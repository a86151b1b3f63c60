//! Shared helpers: secret handling, API key cleanup and summary formatting.

use std::fmt;
use std::time::Duration;

/// A string wrapper that masks its contents in Debug/Display output.
/// Keeps API keys out of logs and persisted run records.
#[derive(Clone)]
pub struct SecretString(String);

impl SecretString {
    pub fn new(s: String) -> Self {
        Self(s)
    }

    /// Access the raw secret value (for headers, URLs, etc.)
    pub fn expose(&self) -> &str {
        &self.0
    }

    pub fn is_empty(&self) -> bool {
        self.0.is_empty()
    }
}

impl fmt::Debug for SecretString {
    fn fmt(&self, f: &mut fmt::Formatter<'_>) -> fmt::Result {
        write!(f, "***")
    }
}

impl fmt::Display for SecretString {
    fn fmt(&self, f: &mut fmt::Formatter<'_>) -> fmt::Result {
        write!(f, "***")
    }
}

impl From<String> for SecretString {
    fn from(s: String) -> Self {
        Self(s)
    }
}

impl PartialEq<&str> for SecretString {
    fn eq(&self, other: &&str) -> bool {
        self.0 == *other
    }
}

/// Clean up an API key pasted into a `.env` file or shell profile.
///
/// Handles `export NAME=value`, `NAME=value`, surrounding quotes, `$(...)`
/// wrappers and trailing `;`/`)` noise. When an OpenAI style `sk-` fragment is
/// present it is extracted directly.
pub fn clean_api_key(raw: &str) -> String {
    let key = raw.trim();

    if let Some(start) = key.find("sk-") {
        let tail = &key[start..];
        let end = tail
            .find(|c: char| matches!(c, '\n' | '\r' | '"' | '\'' | ')' | ';' | ' ' | '\t'))
            .unwrap_or(tail.len());
        let candidate = tail[..end].trim();
        if candidate.len() >= 10 {
            return candidate.to_string();
        }
    }

    let mut key = key.to_string();

    if key.to_lowercase().starts_with("export ") {
        key = key["export ".len()..].trim().to_string();
    }

    if let Some((name, value)) = key.split_once('=') {
        let name = name.trim().to_uppercase();
        if name.ends_with("KEY") || name == "ROUTER" {
            key = value.trim().to_string();
        }
    }

    if key.len() >= 2
        && ((key.starts_with('"') && key.ends_with('"'))
            || (key.starts_with('\'') && key.ends_with('\'')))
    {
        key = key[1..key.len() - 1].trim().to_string();
    }

    if key.starts_with("$(") && key.ends_with(')') {
        key = key[2..key.len() - 1].trim().to_string();
    }

    key.trim()
        .trim_matches(|c| matches!(c, ';' | ')' | '"' | '\''))
        .to_string()
}

/// Human readable duration: `850ms`, `12.3s`, `2m 05s`, `1h 02m 03s`.
pub fn format_duration(duration: Duration) -> String {
    let total = duration.as_secs_f64();
    if total < 1.0 {
        return format!("{}ms", duration.as_millis());
    }
    if total < 60.0 {
        return format!("{:.1}s", total);
    }
    let secs = duration.as_secs();
    let (h, m, s) = (secs / 3600, (secs % 3600) / 60, secs % 60);
    if h > 0 {
        format!("{}h {:02}m {:02}s", h, m, s)
    } else {
        format!("{}m {:02}s", m, s)
    }
}

/// Format an integer with `,` thousands separators.
pub fn format_thousands(n: u64) -> String {
    let digits = n.to_string();
    let mut out = String::with_capacity(digits.len() + digits.len() / 3);
    for (i, ch) in digits.chars().enumerate() {
        if i > 0 && (digits.len() - i) % 3 == 0 {
            out.push(',');
        }
        out.push(ch);
    }
    out
}

/// Make a string safe to use as a single path component.
pub fn path_component(s: &str) -> String {
    s.chars()
        .map(|c| match c {
            '/' | '\\' | ':' | '*' | '?' | '"' | '<' | '>' | '|' => '_',
            c if c.is_whitespace() => '_',
            c => c,
        })
        .collect()
}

============================================================

## Brief
Reproduce each line of the records in which "find" appears.

## Answer section
    if let Some(start) = key.find("sk-") {
            .find(|c: char| matches!(c, '\n' | '\r' | '"' | '\'' | ')' | ';' | ' ' | '\t'))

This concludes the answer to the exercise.